The data>
=== Begin Enclosure ===
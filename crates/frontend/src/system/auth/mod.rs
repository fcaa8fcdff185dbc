pub mod guard;
pub mod storage;
use crate::domain::common::AggregateId;
use crate::shared::serde_helpers::null_as_default;
use chrono::NaiveDate;
use serde::{Deserialize, Serialize};
use std::collections::HashMap;
use std::fmt;

/// Database id of an order (used in API paths, not shown to the customer)
#[derive(Debug, Clone, Copy, PartialEq, Eq, Hash, Serialize, Deserialize)]
#[serde(transparent)]
pub struct OrderId(pub i64);

impl OrderId {
    pub fn new(value: i64) -> Self {
        Self(value)
    }
}

impl AggregateId for OrderId {
    fn as_string(&self) -> String {
        self.0.as_string()
    }
    fn from_string(s: &str) -> Result<Self, String> {
        i64::from_string(s).map(OrderId::new)
    }
}

impl fmt::Display for OrderId {
    fn fmt(&self, f: &mut fmt::Formatter<'_>) -> fmt::Result {
        write!(f, "{}", self.0)
    }
}

/// Order lifecycle status as reported by the backend
#[derive(Debug, Clone, Copy, PartialEq, Eq, Hash, Serialize, Deserialize)]
#[serde(rename_all = "SCREAMING_SNAKE_CASE")]
pub enum OrderStatus {
    Paid,
    InPreparation,
    Sent,
    Delivered,
    Canceled,
    ReturnRequest,
    ReturnAccepted,
}

impl OrderStatus {
    /// Wire code, e.g. `IN_PREPARATION`
    pub fn code(&self) -> &'static str {
        match self {
            OrderStatus::Paid => "PAID",
            OrderStatus::InPreparation => "IN_PREPARATION",
            OrderStatus::Sent => "SENT",
            OrderStatus::Delivered => "DELIVERED",
            OrderStatus::Canceled => "CANCELED",
            OrderStatus::ReturnRequest => "RETURN_REQUEST",
            OrderStatus::ReturnAccepted => "RETURN_ACCEPTED",
        }
    }

    /// Display label: the wire code with underscores as spaces
    pub fn label(&self) -> String {
        self.code().replace('_', " ")
    }

    /// Linear fulfilment states shown as stepper milestones
    pub fn is_milestone(&self) -> bool {
        matches!(
            self,
            OrderStatus::Paid
                | OrderStatus::InPreparation
                | OrderStatus::Sent
                | OrderStatus::Delivered
        )
    }

    /// No further client-triggered action exists for these states
    pub fn is_terminal_for_client(&self) -> bool {
        matches!(self, OrderStatus::Canceled | OrderStatus::ReturnAccepted)
    }
}

impl fmt::Display for OrderStatus {
    fn fmt(&self, f: &mut fmt::Formatter<'_>) -> fmt::Result {
        f.write_str(self.code())
    }
}

/// Catalogue section of an ordered product
#[derive(Debug, Clone, Copy, PartialEq, Eq, Hash, Serialize, Deserialize)]
#[serde(rename_all = "SCREAMING_SNAKE_CASE")]
pub enum ProductSection {
    Clothing,
    Accessories,
    Decoration,
    Publications,
    #[serde(other)]
    Other,
}

/// Order line
#[derive(Debug, Clone, PartialEq, Serialize, Deserialize)]
#[serde(rename_all = "camelCase")]
pub struct OrderItem {
    pub id: i64,
    pub product_id: i64,
    pub name: String,
    /// Absent for accessories
    #[serde(default)]
    pub size: Option<String>,
    pub quantity: i32,
    /// Unit price
    pub price: f64,
    #[serde(default)]
    pub color: Option<String>,
    #[serde(default)]
    pub section: Option<ProductSection>,
}

impl OrderItem {
    /// Size shown in the item card; `None` when the item has no size
    pub fn size_label(&self) -> Option<&str> {
        if self.section == Some(ProductSection::Accessories) {
            return None;
        }
        self.size.as_deref().filter(|s| !s.trim().is_empty())
    }
}

/// Action offered to the customer for the current status
#[derive(Debug, Clone, Copy, PartialEq, Eq)]
pub enum OrderAction {
    RequestReturn,
    DownloadReturnLabel,
}

/// Order as seen by its owner (or an anonymous buyer)
#[derive(Debug, Clone, PartialEq, Serialize, Deserialize)]
#[serde(rename_all = "camelCase")]
pub struct OrderDetails {
    pub id: OrderId,
    /// Public order number
    #[serde(default)]
    pub identifier: Option<i64>,
    pub total_price: f64,
    pub status: OrderStatus,
    #[serde(default)]
    pub address_line1: Option<String>,
    #[serde(default)]
    pub address_line2: Option<String>,
    #[serde(default)]
    pub postal_code: Option<String>,
    #[serde(default)]
    pub city: Option<String>,
    #[serde(default)]
    pub country: Option<String>,
    #[serde(default)]
    pub user_id: Option<i64>,
    #[serde(default, deserialize_with = "null_as_default")]
    pub items: Vec<OrderItem>,
    #[serde(default)]
    pub created_date: Option<NaiveDate>,
    #[serde(default)]
    pub email: Option<String>,
    #[serde(default)]
    pub phone: Option<String>,
}

impl OrderDetails {
    /// Contextual action for the current status
    ///
    /// RETURN_ACCEPTED offers nothing; the label is gated on RETURN_REQUEST.
    pub fn available_action(&self) -> Option<OrderAction> {
        if self.status.is_terminal_for_client() {
            return None;
        }
        match self.status {
            OrderStatus::Delivered => Some(OrderAction::RequestReturn),
            OrderStatus::ReturnRequest => Some(OrderAction::DownloadReturnLabel),
            _ => None,
        }
    }

    /// Apply the backend-confirmed DELIVERED -> RETURN_REQUEST transition
    pub fn mark_return_requested(&mut self) -> Result<(), String> {
        if self.status != OrderStatus::Delivered {
            return Err(format!(
                "Return can only be requested for delivered orders (status: {})",
                self.status
            ));
        }
        self.status = OrderStatus::ReturnRequest;
        Ok(())
    }

    /// Number shown to the customer; the db id when the backend sent none
    pub fn order_number(&self) -> i64 {
        self.identifier.unwrap_or(self.id.0)
    }

    /// One-line shipping address, empty parts skipped
    pub fn shipping_summary(&self) -> String {
        let mut parts: Vec<&str> = Vec::new();
        for part in [
            &self.address_line1,
            &self.address_line2,
            &self.postal_code,
            &self.city,
            &self.country,
        ] {
            if let Some(value) = part.as_deref() {
                parts.push(value);
            }
        }
        parts
            .into_iter()
            .map(str::trim)
            .filter(|p| !p.is_empty())
            .collect::<Vec<_>>()
            .join(", ")
    }

    pub fn item_count(&self) -> i32 {
        self.items.iter().map(|i| i.quantity).sum()
    }
}

/// Image path for a product from a `productImages` map (keys are ids as strings)
pub fn product_image(images: &HashMap<String, String>, product_id: i64) -> Option<&str> {
    images.get(&product_id.to_string()).map(String::as_str)
}

/// One page of `/api/orders/myOrders`
#[derive(Debug, Clone, Default, PartialEq, Serialize, Deserialize)]
#[serde(rename_all = "camelCase")]
pub struct MyOrdersPage {
    #[serde(default, deserialize_with = "null_as_default")]
    pub orders: Vec<OrderDetails>,
    /// Product id -> main image path
    #[serde(default, deserialize_with = "null_as_default")]
    pub product_images: HashMap<String, String>,
    #[serde(default)]
    pub current_page: usize,
    #[serde(default)]
    pub total_pages: usize,
    #[serde(default)]
    pub total_items: u64,
}

impl MyOrdersPage {
    pub fn image_for(&self, product_id: i64) -> Option<&str> {
        product_image(&self.product_images, product_id)
    }

    /// Whether a following page exists
    ///
    /// Falls back to "the page came back full" when the backend omits
    /// `totalPages`.
    pub fn has_next(&self, page_size: usize) -> bool {
        if self.total_pages > 0 {
            self.current_page + 1 < self.total_pages
        } else {
            self.orders.len() == page_size
        }
    }
}

/// One order returned by the account-less lookup; `orders` holds a single order
#[derive(Debug, Clone, PartialEq, Serialize, Deserialize)]
#[serde(rename_all = "camelCase")]
pub struct AnonymousOrderLookup {
    #[serde(rename = "orders")]
    pub order: OrderDetails,
    #[serde(default, deserialize_with = "null_as_default")]
    pub product_images: HashMap<String, String>,
}

#[cfg(test)]
mod tests {
    use super::*;
    use serde_json::json;

    fn order_json(status: &str) -> serde_json::Value {
        json!({
            "id": 42,
            "identifier": 100234,
            "totalPrice": 59.98,
            "status": status,
            "addressLine1": "Calle Mayor 1",
            "postalCode": "41001",
            "city": "Sevilla",
            "country": "ES",
            "items": [
                { "id": 1, "productId": 7, "name": "T-Shirt", "size": "M", "quantity": 2, "price": 29.99, "section": "CLOTHING" },
                { "id": 2, "productId": 8, "name": "Tote bag", "size": "M", "quantity": 1, "price": 0.0, "section": "ACCESSORIES" }
            ],
            "createdDate": "2025-03-15"
        })
    }

    #[test]
    fn test_order_deserializes_from_backend_json() {
        let order: OrderDetails = serde_json::from_value(order_json("IN_PREPARATION")).unwrap();
        assert_eq!(order.id, OrderId(42));
        assert_eq!(order.status, OrderStatus::InPreparation);
        assert_eq!(order.items.len(), 2);
        assert_eq!(order.created_date, NaiveDate::from_ymd_opt(2025, 3, 15));
        assert_eq!(order.item_count(), 3);
    }

    #[test]
    fn test_status_wire_codes() {
        assert_eq!(
            serde_json::to_string(&OrderStatus::ReturnRequest).unwrap(),
            "\"RETURN_REQUEST\""
        );
        assert_eq!(OrderStatus::InPreparation.label(), "IN PREPARATION");
        assert!(serde_json::from_str::<OrderStatus>("\"SHIPPED\"").is_err());
    }

    #[test]
    fn test_available_action_by_status() {
        let mut order: OrderDetails = serde_json::from_value(order_json("SENT")).unwrap();
        assert_eq!(order.available_action(), None);

        order.status = OrderStatus::Delivered;
        assert_eq!(order.available_action(), Some(OrderAction::RequestReturn));

        order.status = OrderStatus::ReturnRequest;
        assert_eq!(
            order.available_action(),
            Some(OrderAction::DownloadReturnLabel)
        );

        order.status = OrderStatus::ReturnAccepted;
        assert_eq!(order.available_action(), None);
        order.status = OrderStatus::Canceled;
        assert_eq!(order.available_action(), None);
    }

    #[test]
    fn test_mark_return_requested_only_from_delivered() {
        let mut order: OrderDetails = serde_json::from_value(order_json("DELIVERED")).unwrap();
        assert!(order.mark_return_requested().is_ok());
        assert_eq!(order.status, OrderStatus::ReturnRequest);

        assert!(order.mark_return_requested().is_err());
        assert_eq!(order.status, OrderStatus::ReturnRequest);
    }

    #[test]
    fn test_size_label_hidden_for_accessories() {
        let order: OrderDetails = serde_json::from_value(order_json("PAID")).unwrap();
        assert_eq!(order.items[0].size_label(), Some("M"));
        assert_eq!(order.items[1].size_label(), None);
    }

    #[test]
    fn test_shipping_summary_skips_missing_parts() {
        let order: OrderDetails = serde_json::from_value(order_json("PAID")).unwrap();
        assert_eq!(order.shipping_summary(), "Calle Mayor 1, 41001, Sevilla, ES");
    }

    #[test]
    fn test_my_orders_page_has_next() {
        let page = MyOrdersPage {
            current_page: 0,
            total_pages: 2,
            ..Default::default()
        };
        assert!(page.has_next(3));

        let last = MyOrdersPage {
            current_page: 1,
            total_pages: 2,
            ..Default::default()
        };
        assert!(!last.has_next(3));
    }

    #[test]
    fn test_my_orders_page_has_next_without_total_pages() {
        let order: OrderDetails = serde_json::from_value(order_json("PAID")).unwrap();
        let full = MyOrdersPage {
            orders: vec![order.clone(), order.clone(), order.clone()],
            ..Default::default()
        };
        assert!(full.has_next(3));

        let short = MyOrdersPage {
            orders: vec![order],
            ..Default::default()
        };
        assert!(!short.has_next(3));
    }

    #[test]
    fn test_null_fields_decode_as_missing() {
        let order: OrderDetails = serde_json::from_value(json!({
            "id": 1,
            "identifier": null,
            "totalPrice": 10.0,
            "status": "PAID",
            "addressLine1": null,
            "addressLine2": null,
            "city": "Sevilla",
            "items": null,
            "createdDate": null
        }))
        .unwrap();
        assert_eq!(order.address_line1, None);
        assert!(order.items.is_empty());
        assert_eq!(order.order_number(), 1);
        assert_eq!(order.shipping_summary(), "Sevilla");

        let page: MyOrdersPage = serde_json::from_value(json!({
            "orders": [{ "id": 2, "identifier": 7, "totalPrice": 5.0, "status": "SENT", "addressLine1": null }],
            "productImages": null,
            "currentPage": 0,
            "totalPages": 1,
            "totalItems": 1
        }))
        .unwrap();
        assert_eq!(page.orders.len(), 1);
        assert_eq!(page.orders[0].order_number(), 7);
        assert!(page.product_images.is_empty());
    }

    #[test]
    fn test_terminal_statuses_offer_no_action() {
        let mut order: OrderDetails = serde_json::from_value(order_json("PAID")).unwrap();
        for status in [OrderStatus::Canceled, OrderStatus::ReturnAccepted] {
            assert!(status.is_terminal_for_client());
            order.status = status;
            assert_eq!(order.available_action(), None);
        }
        assert!(!OrderStatus::Delivered.is_terminal_for_client());
        assert!(!OrderStatus::ReturnRequest.is_terminal_for_client());
    }

    #[test]
    fn test_my_orders_page_image_lookup() {
        let page: MyOrdersPage = serde_json::from_value(json!({
            "orders": [],
            "productImages": { "7": "/product_media/shirt.png" },
            "currentPage": 0,
            "totalPages": 0,
            "totalItems": 0
        }))
        .unwrap();
        assert_eq!(page.image_for(7), Some("/product_media/shirt.png"));
        assert_eq!(page.image_for(8), None);
    }

    #[test]
    fn test_order_id_from_string() {
        assert_eq!(OrderId::from_string(" 17 ").unwrap(), OrderId(17));
        assert!(OrderId::from_string("abc").is_err());
    }
}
=== End Enclosure ===
Work request> Please write out exactly the lines from the start of the data through the line that contains "pub fn is_terminal_for_client(&self)", both ends included, and nothing else.

Output for this exercise>
filename crates/frontend/src/system/auth/mod.rs
repository fcaa8fcdff185dbc
pub mod guard;
pub mod storage;
use crate::domain::common::AggregateId;
use crate::shared::serde_helpers::null_as_default;
use chrono::NaiveDate;
use serde::{Deserialize, Serialize};
use std::collections::HashMap;
use std::fmt;

/// Database id of an order (used in API paths, not shown to the customer)
#[derive(Debug, Clone, Copy, PartialEq, Eq, Hash, Serialize, Deserialize)]
#[serde(transparent)]
pub struct OrderId(pub i64);

impl OrderId {
    pub fn new(value: i64) -> Self {
        Self(value)
    }
}

impl AggregateId for OrderId {
    fn as_string(&self) -> String {
        self.0.as_string()
    }
    fn from_string(s: &str) -> Result<Self, String> {
        i64::from_string(s).map(OrderId::new)
    }
}

impl fmt::Display for OrderId {
    fn fmt(&self, f: &mut fmt::Formatter<'_>) -> fmt::Result {
        write!(f, "{}", self.0)
    }
}

/// Order lifecycle status as reported by the backend
#[derive(Debug, Clone, Copy, PartialEq, Eq, Hash, Serialize, Deserialize)]
#[serde(rename_all = "SCREAMING_SNAKE_CASE")]
pub enum OrderStatus {
    Paid,
    InPreparation,
    Sent,
    Delivered,
    Canceled,
    ReturnRequest,
    ReturnAccepted,
}

impl OrderStatus {
    /// Wire code, e.g. `IN_PREPARATION`
    pub fn code(&self) -> &'static str {
        match self {
            OrderStatus::Paid => "PAID",
            OrderStatus::InPreparation => "IN_PREPARATION",
            OrderStatus::Sent => "SENT",
            OrderStatus::Delivered => "DELIVERED",
            OrderStatus::Canceled => "CANCELED",
            OrderStatus::ReturnRequest => "RETURN_REQUEST",
            OrderStatus::ReturnAccepted => "RETURN_ACCEPTED",
        }
    }

    /// Display label: the wire code with underscores as spaces
    pub fn label(&self) -> String {
        self.code().replace('_', " ")
    }

    /// Linear fulfilment states shown as stepper milestones
    pub fn is_milestone(&self) -> bool {
        matches!(
            self,
            OrderStatus::Paid
                | OrderStatus::InPreparation
                | OrderStatus::Sent
                | OrderStatus::Delivered
        )
    }

    /// No further client-triggered action exists for these states
    pub fn is_terminal_for_client(&self) -> bool {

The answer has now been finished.